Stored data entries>
:::

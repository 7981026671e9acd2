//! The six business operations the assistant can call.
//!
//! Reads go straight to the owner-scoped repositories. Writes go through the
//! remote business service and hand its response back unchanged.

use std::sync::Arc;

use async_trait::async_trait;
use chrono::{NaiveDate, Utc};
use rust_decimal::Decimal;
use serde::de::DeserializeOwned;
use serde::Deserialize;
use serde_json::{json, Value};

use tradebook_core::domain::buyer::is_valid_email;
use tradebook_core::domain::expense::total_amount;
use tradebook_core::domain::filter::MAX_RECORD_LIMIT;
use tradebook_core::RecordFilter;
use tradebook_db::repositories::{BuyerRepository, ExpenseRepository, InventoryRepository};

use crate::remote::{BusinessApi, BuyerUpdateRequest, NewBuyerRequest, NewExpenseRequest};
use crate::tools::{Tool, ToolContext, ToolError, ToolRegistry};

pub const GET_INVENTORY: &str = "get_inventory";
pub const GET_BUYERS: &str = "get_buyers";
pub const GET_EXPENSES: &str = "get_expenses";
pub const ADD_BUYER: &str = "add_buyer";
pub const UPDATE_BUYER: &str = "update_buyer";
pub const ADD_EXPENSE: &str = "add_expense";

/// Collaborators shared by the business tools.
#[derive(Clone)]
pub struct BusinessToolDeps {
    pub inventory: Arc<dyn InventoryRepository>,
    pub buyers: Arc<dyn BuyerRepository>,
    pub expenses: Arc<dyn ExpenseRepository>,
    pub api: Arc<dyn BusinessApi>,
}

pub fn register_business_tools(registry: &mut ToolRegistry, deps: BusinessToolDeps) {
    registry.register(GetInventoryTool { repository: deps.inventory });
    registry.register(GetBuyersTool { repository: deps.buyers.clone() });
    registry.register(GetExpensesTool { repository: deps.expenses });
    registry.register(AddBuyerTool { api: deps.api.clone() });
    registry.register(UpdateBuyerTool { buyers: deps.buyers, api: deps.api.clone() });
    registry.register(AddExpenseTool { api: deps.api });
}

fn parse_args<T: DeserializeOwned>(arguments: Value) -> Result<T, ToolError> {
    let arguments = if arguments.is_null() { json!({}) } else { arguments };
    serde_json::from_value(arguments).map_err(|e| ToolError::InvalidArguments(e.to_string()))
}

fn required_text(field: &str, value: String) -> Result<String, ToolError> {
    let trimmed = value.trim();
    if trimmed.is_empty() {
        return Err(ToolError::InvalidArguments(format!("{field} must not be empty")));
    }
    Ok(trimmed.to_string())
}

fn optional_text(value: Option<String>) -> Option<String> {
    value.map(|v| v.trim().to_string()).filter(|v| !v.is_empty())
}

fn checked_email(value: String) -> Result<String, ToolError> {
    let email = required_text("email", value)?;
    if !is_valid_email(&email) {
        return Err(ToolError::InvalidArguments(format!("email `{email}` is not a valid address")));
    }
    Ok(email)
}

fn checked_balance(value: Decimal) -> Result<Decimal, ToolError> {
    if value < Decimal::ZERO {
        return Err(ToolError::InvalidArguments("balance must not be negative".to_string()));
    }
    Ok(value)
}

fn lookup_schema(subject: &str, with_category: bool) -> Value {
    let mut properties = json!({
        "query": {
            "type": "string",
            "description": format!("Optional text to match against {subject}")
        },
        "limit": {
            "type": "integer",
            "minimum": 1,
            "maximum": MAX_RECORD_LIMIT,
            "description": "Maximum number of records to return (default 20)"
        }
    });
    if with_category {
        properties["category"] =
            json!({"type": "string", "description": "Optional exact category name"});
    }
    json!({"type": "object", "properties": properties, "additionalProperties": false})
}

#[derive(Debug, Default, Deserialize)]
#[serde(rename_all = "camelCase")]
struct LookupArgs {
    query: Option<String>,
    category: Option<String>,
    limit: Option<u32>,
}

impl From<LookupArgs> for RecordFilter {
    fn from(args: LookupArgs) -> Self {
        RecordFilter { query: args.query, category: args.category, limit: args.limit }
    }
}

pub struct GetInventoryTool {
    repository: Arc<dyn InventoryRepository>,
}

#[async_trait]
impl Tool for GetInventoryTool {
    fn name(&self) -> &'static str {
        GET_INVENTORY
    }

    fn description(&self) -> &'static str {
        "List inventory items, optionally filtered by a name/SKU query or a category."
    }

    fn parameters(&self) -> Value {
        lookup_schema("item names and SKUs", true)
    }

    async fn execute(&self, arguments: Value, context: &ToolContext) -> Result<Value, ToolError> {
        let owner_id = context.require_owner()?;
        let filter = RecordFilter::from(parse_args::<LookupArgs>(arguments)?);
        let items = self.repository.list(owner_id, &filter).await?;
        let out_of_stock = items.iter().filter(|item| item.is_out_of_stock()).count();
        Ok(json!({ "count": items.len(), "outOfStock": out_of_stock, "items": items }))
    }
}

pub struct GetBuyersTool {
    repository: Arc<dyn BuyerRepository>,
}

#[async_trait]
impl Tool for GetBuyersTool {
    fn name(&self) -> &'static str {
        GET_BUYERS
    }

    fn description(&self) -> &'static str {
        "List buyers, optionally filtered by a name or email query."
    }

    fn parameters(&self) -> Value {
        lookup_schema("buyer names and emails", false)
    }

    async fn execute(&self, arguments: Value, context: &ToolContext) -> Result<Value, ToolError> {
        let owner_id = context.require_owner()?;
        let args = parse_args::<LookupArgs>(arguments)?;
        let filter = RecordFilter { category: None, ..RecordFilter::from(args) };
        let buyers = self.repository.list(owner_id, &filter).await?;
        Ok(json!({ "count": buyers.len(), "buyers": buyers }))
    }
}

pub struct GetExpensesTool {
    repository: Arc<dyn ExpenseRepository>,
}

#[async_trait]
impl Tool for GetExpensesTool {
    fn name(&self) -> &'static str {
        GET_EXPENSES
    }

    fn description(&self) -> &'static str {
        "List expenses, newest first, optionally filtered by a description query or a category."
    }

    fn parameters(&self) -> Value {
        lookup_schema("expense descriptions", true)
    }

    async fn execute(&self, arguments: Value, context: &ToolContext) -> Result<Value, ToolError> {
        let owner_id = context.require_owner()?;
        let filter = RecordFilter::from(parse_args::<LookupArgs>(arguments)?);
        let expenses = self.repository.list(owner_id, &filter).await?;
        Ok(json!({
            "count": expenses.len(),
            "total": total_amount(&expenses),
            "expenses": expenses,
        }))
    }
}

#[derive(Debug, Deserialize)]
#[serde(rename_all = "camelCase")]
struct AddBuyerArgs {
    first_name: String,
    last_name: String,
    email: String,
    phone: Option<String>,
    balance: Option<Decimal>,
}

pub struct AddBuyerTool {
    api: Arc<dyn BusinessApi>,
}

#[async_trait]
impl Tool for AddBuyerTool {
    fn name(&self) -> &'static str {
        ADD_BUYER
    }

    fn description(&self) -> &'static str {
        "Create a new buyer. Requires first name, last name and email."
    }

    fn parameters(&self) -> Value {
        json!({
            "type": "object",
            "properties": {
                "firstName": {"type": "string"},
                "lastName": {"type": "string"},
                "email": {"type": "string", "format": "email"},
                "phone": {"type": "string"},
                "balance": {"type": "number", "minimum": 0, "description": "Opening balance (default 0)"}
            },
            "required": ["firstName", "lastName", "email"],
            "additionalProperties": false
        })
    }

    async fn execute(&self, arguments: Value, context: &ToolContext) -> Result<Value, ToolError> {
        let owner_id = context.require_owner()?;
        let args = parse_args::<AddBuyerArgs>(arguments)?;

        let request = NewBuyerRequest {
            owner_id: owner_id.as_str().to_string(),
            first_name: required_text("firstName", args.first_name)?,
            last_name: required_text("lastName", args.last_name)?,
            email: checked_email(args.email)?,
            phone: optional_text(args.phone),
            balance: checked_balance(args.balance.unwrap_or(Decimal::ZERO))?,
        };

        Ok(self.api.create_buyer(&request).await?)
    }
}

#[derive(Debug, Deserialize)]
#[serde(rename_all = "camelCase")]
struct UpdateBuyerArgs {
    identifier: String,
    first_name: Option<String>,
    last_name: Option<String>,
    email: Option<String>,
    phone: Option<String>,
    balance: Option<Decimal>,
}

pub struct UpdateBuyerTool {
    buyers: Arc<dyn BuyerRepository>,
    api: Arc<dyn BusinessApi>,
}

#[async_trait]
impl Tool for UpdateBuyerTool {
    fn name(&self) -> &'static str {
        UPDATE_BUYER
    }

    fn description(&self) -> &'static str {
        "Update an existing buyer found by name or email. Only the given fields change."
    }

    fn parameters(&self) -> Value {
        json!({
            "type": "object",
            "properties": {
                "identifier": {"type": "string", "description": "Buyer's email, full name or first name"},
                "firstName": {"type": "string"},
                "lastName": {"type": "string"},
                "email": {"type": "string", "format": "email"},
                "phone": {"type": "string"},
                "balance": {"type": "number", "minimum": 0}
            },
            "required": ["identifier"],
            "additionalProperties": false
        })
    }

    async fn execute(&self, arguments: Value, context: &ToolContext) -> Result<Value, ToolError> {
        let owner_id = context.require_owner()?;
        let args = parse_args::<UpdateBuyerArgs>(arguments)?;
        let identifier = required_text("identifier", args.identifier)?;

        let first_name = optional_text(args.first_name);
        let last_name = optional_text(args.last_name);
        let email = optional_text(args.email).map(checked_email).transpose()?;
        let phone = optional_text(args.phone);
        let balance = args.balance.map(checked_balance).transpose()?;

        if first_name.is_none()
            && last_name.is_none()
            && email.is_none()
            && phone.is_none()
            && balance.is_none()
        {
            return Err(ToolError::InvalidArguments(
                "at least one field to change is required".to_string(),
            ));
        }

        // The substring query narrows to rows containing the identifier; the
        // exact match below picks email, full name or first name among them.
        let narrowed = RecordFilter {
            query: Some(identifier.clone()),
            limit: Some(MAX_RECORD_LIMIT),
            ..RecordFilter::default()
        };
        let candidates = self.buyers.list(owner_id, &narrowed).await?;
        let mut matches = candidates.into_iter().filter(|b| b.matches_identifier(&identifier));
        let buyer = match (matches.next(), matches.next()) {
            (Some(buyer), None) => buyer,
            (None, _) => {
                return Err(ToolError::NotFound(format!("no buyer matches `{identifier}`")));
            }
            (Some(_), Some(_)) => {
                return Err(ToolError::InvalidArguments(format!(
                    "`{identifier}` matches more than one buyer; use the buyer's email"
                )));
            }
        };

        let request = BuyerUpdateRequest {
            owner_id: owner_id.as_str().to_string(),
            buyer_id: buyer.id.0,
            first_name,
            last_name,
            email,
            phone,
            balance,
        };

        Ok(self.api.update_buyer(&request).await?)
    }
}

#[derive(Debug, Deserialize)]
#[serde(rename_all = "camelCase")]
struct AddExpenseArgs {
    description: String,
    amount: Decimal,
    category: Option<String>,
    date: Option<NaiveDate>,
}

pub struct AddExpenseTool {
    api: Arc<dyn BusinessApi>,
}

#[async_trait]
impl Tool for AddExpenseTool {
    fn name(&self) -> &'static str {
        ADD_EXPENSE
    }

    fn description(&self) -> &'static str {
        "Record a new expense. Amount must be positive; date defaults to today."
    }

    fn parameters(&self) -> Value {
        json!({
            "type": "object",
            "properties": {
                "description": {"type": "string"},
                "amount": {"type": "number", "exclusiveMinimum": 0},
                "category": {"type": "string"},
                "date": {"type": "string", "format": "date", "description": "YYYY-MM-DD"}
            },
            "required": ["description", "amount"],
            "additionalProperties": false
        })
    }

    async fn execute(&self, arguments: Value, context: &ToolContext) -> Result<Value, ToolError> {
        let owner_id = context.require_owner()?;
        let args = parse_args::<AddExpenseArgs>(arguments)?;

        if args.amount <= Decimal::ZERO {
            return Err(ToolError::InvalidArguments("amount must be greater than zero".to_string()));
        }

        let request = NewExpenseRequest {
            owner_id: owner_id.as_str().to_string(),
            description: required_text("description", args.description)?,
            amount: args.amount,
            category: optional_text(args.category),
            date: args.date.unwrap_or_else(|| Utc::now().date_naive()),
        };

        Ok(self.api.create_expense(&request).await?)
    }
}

:::

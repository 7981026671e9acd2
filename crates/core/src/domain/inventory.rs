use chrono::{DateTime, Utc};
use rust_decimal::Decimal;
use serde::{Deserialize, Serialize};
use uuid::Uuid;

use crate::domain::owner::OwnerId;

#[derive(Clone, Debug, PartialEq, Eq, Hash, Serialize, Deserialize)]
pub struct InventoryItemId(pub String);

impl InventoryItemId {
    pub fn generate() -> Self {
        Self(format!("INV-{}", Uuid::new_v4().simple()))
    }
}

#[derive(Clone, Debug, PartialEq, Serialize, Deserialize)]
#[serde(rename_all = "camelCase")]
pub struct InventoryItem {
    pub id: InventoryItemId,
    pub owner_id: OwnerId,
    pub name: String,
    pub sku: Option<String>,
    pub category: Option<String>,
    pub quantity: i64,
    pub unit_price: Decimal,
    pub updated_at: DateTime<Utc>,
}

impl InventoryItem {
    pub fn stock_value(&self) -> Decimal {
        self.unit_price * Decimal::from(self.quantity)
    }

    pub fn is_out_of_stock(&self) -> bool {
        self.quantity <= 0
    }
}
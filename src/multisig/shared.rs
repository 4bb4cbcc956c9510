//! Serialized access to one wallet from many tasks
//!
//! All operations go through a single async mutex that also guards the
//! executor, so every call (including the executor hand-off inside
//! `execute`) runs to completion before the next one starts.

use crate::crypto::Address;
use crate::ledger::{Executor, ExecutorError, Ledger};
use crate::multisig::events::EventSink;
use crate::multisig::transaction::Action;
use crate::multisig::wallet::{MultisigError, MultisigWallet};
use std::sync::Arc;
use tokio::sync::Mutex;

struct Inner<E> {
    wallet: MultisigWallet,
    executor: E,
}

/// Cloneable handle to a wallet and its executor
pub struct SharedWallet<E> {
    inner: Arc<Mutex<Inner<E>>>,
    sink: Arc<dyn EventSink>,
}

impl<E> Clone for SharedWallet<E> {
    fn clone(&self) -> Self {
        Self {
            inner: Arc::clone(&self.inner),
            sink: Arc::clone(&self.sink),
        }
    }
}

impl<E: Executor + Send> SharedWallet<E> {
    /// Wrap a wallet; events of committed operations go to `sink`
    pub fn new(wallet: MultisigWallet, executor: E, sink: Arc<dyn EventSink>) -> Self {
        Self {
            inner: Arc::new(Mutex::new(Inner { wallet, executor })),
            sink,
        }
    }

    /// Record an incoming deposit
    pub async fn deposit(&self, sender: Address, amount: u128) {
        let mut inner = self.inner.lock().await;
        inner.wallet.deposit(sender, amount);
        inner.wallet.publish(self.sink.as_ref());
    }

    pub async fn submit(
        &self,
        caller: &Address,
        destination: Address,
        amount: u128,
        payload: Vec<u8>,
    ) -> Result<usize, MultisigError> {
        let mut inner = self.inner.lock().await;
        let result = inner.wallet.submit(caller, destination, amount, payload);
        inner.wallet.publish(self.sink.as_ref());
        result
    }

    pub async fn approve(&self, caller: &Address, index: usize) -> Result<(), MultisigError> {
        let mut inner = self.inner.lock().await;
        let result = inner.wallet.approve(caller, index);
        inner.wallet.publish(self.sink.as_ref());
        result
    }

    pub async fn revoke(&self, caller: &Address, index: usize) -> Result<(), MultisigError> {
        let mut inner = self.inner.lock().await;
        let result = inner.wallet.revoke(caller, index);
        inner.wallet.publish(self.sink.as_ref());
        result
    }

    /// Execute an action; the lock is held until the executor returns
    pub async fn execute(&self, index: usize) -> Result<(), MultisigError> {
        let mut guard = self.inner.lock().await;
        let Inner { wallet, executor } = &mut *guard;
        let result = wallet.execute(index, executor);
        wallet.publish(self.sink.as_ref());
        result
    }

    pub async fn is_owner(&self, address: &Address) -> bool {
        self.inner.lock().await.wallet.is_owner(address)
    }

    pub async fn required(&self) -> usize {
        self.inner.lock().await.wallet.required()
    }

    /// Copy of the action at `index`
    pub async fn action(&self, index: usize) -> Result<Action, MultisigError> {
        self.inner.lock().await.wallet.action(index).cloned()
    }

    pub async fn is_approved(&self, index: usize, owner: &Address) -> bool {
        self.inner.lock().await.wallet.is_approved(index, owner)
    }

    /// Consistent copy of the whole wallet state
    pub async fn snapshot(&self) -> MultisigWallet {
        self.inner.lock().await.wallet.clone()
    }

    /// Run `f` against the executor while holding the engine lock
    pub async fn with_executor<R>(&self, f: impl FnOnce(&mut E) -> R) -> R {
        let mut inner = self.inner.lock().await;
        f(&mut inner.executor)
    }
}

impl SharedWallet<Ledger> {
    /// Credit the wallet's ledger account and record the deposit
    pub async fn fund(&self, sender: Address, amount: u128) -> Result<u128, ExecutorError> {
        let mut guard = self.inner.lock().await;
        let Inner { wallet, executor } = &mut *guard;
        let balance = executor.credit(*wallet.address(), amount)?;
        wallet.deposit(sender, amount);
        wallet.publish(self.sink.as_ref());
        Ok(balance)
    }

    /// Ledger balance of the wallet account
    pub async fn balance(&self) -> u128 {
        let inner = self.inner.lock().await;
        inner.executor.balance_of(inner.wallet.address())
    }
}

:::

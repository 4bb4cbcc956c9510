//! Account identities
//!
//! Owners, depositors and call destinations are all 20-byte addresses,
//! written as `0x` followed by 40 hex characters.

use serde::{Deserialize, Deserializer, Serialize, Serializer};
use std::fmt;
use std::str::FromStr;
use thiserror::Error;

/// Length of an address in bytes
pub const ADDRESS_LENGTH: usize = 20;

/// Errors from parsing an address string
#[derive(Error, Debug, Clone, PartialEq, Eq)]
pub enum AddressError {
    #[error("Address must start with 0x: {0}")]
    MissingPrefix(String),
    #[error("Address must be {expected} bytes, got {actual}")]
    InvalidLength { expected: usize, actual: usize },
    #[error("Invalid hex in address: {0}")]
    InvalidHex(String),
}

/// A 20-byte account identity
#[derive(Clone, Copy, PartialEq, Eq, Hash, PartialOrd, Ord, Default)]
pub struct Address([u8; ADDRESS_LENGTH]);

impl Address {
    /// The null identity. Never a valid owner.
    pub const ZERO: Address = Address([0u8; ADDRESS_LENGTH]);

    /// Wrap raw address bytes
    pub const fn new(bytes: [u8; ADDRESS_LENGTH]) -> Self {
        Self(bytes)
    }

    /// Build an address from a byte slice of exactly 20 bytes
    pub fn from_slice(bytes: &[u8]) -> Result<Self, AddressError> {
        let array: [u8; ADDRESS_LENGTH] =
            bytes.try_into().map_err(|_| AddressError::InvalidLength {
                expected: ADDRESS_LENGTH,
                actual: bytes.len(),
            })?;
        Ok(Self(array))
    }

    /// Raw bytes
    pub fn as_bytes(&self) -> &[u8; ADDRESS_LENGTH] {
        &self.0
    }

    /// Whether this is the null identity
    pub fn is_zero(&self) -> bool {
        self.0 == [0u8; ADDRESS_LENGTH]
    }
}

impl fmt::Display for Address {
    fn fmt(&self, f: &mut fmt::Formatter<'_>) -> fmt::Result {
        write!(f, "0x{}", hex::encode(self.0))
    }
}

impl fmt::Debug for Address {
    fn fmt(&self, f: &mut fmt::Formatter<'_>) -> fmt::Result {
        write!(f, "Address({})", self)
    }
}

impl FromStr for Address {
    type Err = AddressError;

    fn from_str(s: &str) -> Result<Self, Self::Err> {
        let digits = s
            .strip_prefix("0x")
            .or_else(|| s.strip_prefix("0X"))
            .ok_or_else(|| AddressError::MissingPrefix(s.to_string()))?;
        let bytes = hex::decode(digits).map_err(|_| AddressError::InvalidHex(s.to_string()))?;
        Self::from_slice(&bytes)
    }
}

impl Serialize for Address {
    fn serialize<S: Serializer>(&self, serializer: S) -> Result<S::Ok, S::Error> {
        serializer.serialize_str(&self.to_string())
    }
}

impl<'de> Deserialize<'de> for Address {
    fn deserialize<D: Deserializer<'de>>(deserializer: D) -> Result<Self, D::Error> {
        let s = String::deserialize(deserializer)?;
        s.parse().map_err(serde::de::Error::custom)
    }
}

:::

ASSIGNED TASK> Take the entries above and copy out all lines with the string "next".

SOLUTION TO THIS TASK>
        let buyer = match (matches.next(), matches.next()) {
//! `execute`) runs to completion before the next one starts.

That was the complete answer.